The results of the present paper were based on cases with limited follow-up time, and were without controls. Nevertheless, it provides a thought to ponder upon that every millimeter of the biologic tissue is important and every effort should be exercised to augment gingival/soft tissue that may result in prolonging the longevity of the teeth. All the three cases described gingival augmentation in the apical area of tooth and an increase in gingival thickness may, in certain situation, be considered as an endpoint of success. However, further long term randomized clinical trials are required to confirm the hypothesis of gingival height augmentation by augmenting gingival thickness. Further investigations may reveal the influence of different circumstances on the amount of the keratinized gingival tissue gain and recession reduction after free gingival graft treatment.
Conclusion:
In the limits of this study it can be concluded:
1. Free gingival graft augmentation procedure apical to the area of recession is effective in halting the progression of recession in cases associated with an insufficient amount of keratinized tissue and lead to reduction of the whole gingival recession.

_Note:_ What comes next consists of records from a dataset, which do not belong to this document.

// SPDX-License-Identifier: MIT
// Copyright (c) 2025 ReifyDB

use crate::{
	error::{Error, TemporalKind},
	value::{
		Date,
		temporal::parse::{parse_digits, temporal_error},
	},
};

/// Parses `yyyy-mm-dd`, and unless `jdbc_escape` is set also the USA
/// `mm/dd/yyyy` and EUR `dd.mm.yyyy` formats.
pub fn parse_date(text: &str, jdbc_escape: bool) -> Result<Date, Error> {
	let input = text.trim();

	let (separator, year_idx, month_idx, day_idx) = if input.contains('-') {
		('-', 0, 1, 2)
	} else if !jdbc_escape && input.contains('/') {
		('/', 2, 0, 1)
	} else if !jdbc_escape && input.contains('.') {
		('.', 2, 1, 0)
	} else {
		return Err(temporal_error(
			TemporalKind::InvalidDateFormat,
			format!("invalid date format '{}'", input),
			input,
		));
	};

	let parts: Vec<&str> = input.split(separator).collect();
	if parts.len() != 3 {
		return Err(temporal_error(
			TemporalKind::InvalidDateFormat,
			format!("invalid date format '{}'", input),
			input,
		));
	}

	let year = parse_digits(parts[year_idx], 4, 4, TemporalKind::InvalidYear, "year", input)?;
	let month_len = if jdbc_escape {
		2
	} else {
		1
	};
	let month = parse_digits(parts[month_idx], month_len, 2, TemporalKind::InvalidMonth, "month", input)?;
	let day = parse_digits(parts[day_idx], month_len, 2, TemporalKind::InvalidDay, "day", input)?;

	build_date(year, month, day, input)
}

pub(crate) fn build_date(year: u32, month: u32, day: u32, input: &str) -> Result<Date, Error> {
	if year < 1 {
		return Err(temporal_error(TemporalKind::InvalidYear, format!("invalid year '{}'", year), input));
	}
	if !(1..=12).contains(&month) {
		return Err(temporal_error(TemporalKind::InvalidMonth, format!("invalid month '{}'", month), input));
	}
	Date::new(year as i32, month, day).ok_or_else(|| {
		temporal_error(TemporalKind::InvalidDay, format!("invalid day '{}' for {:04}-{:02}", day, year, month), input)
	})
}
// SPDX-License-Identifier: MIT
// Copyright (c) 2025 ReifyDB

//! Database locale handling and national character ordering

use std::{
	cmp::Ordering,
	sync::{
		Arc,
		atomic::{AtomicBool, Ordering as AtomicOrdering},
	},
};

use strata_type::{CollationStrength, CollationType, collation::parse_locale};
use strata_value::ValueFactory;

#[test]
fn test_ucs_basic_never_has_a_collator() {
	let factory = ValueFactory::builder().locale("en").build();
	assert_eq!(factory.collator(CollationType::UcsBasic).unwrap(), None);
	factory.boot().unwrap();
	assert_eq!(factory.collator(CollationType::UcsBasic).unwrap(), None);
}

#[test]
fn test_national_char_orders_by_locale() {
	let factory = ValueFactory::builder().build();
	factory.boot().unwrap();
	factory.set_locale("en").unwrap();

	let words = ["banana", "Apple", "cherry", "apple"];
	let mut national: Vec<_> = words.iter().map(|w| factory.national_char(*w).unwrap()).collect();
	national.sort_by(|a, b| a.partial_cmp(b).unwrap_or(Ordering::Equal));
	let national: Vec<_> = national.iter().map(|v| v.as_str().unwrap()).collect();
	assert_eq!(national, ["apple", "Apple", "banana", "cherry"]);

	let mut plain: Vec<_> = words.iter().map(|w| factory.char(*w)).collect();
	plain.sort_by(|a, b| a.partial_cmp(b).unwrap_or(Ordering::Equal));
	let plain: Vec<_> = plain.iter().map(|v| v.as_str().unwrap()).collect();
	assert_eq!(plain, ["Apple", "apple", "banana", "cherry"]);
}

#[test]
fn test_locale_is_set_once() {
	let factory = ValueFactory::builder().build();
	factory.set_locale("en").unwrap();
	let err = factory.set_locale("en").unwrap_err();
	assert_eq!(err.code, "COLLATION_002");
}

#[test]
fn test_values_keep_the_collator_they_were_built_with() {
	let factory = ValueFactory::builder().build();
	let before = factory.national_var_char("x").unwrap();
	factory.set_locale("de").unwrap();
	let after = factory.national_var_char("x").unwrap();
	assert_eq!(before.collator(), None);
	assert!(after.collator().is_some());
}

#[test]
fn test_locale_finder_is_consulted_lazily() {
	let asked = Arc::new(AtomicBool::new(false));
	let flag = asked.clone();
	let factory = ValueFactory::builder()
		.locale_finder(move || {
			flag.store(true, AtomicOrdering::SeqCst);
			parse_locale("fr-CA").ok()
		})
		.build();
	factory.boot().unwrap();
	assert!(!asked.load(AtomicOrdering::SeqCst));

	let value = factory.national_char("x").unwrap();
	assert!(asked.load(AtomicOrdering::SeqCst));
	assert_eq!(value.collator().unwrap().locale().to_string(), "fr-CA");

	let primary = factory.collator(CollationType::TerritoryBased(CollationStrength::Primary)).unwrap().unwrap();
	assert_eq!(primary.locale().to_string(), "fr-CA");
}
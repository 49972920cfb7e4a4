// SPDX-License-Identifier: MIT
// Copyright (c) 2025 ReifyDB

use std::{
	fmt::{self, Display, Formatter},
	ops::Deref,
};

pub mod diagnostic;
mod r#macro;

pub use diagnostic::{Diagnostic, IntoDiagnostic, render::DefaultRenderer};

use crate::value::{DecimalKind, FormatId, Type};

#[derive(Debug, Clone, PartialEq)]
pub struct Error(pub Box<Diagnostic>);

impl Deref for Error {
	type Target = Diagnostic;

	fn deref(&self) -> &Self::Target {
		&self.0
	}
}

impl Display for Error {
	fn fmt(&self, f: &mut Formatter<'_>) -> fmt::Result {
		let out = DefaultRenderer::render_string(&self.0);
		f.write_str(out.as_str())
	}
}

impl Error {
	pub fn diagnostic(self) -> Diagnostic {
		*self.0
	}

	pub fn code(&self) -> &str {
		&self.0.code
	}
}

impl std::error::Error for Error {}

impl From<Diagnostic> for Error {
	fn from(diagnostic: Diagnostic) -> Self {
		Error(Box::new(diagnostic))
	}
}

impl From<TypeError> for Error {
	fn from(err: TypeError) -> Self {
		Error(Box::new(err.into_diagnostic()))
	}
}

/// Which part of a temporal literal could not be understood.
#[derive(Debug, Clone, Copy, PartialEq, Eq)]
pub enum TemporalKind {
	InvalidDateFormat,
	InvalidTimeFormat,
	InvalidTimestampFormat,
	InvalidYear,
	InvalidMonth,
	InvalidDay,
	InvalidHour,
	InvalidMinute,
	InvalidSecond,
	InvalidFraction,
	InvalidDayNumber,
}

#[derive(Debug, Clone, PartialEq, thiserror::Error)]
pub enum TypeError {
	#[error("{message}")]
	Temporal {
		kind: TemporalKind,
		message: String,
		input: String,
	},

	#[error("'{input}' is not a valid {target}")]
	InvalidNumber {
		target: Type,
		input: String,
	},

	#[error("{value} cannot be represented as {target}")]
	NumberOutOfRange {
		target: Type,
		value: String,
	},

	#[error("cannot reuse a {found} value as {expected}")]
	ReuseMismatch {
		expected: Type,
		found: Type,
	},

	#[error("cannot store a {found} decimal in a {expected} decimal value")]
	DecimalKindMismatch {
		expected: DecimalKind,
		found: DecimalKind,
	},

	#[error("no value type is registered for format id {format_id}")]
	UnknownFormatId {
		format_id: FormatId,
	},

	#[error("{function} cannot be applied to a {operand} value")]
	UnsupportedOperand {
		function: &'static str,
		operand: Type,
	},

	#[error("the decimal implementation has not been booted")]
	NotBooted,

	#[error("the decimal implementation has already been booted")]
	AlreadyBooted,

	#[error("'{locale}' is not a valid locale")]
	InvalidLocale {
		locale: String,
	},

	#[error("the database locale has already been set to '{current}'")]
	LocaleAlreadySet {
		current: String,
	},

	#[error("no collator is available for locale '{locale}'")]
	CollatorUnavailable {
		locale: String,
		reason: String,
	},
}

2. In cases of shallow recessions (Miller’s class I) this procedure can lead to complete root coverage becauseof the “creeping attachment”.
3. This procedure increases significantly the keratinized tissue and improves esthetics and enhances plaque removal.
4. The free soft gingival autograft when used for increasing the amount of keratinized gingival by escalation of gingival height is a relatively simple surgical procedure.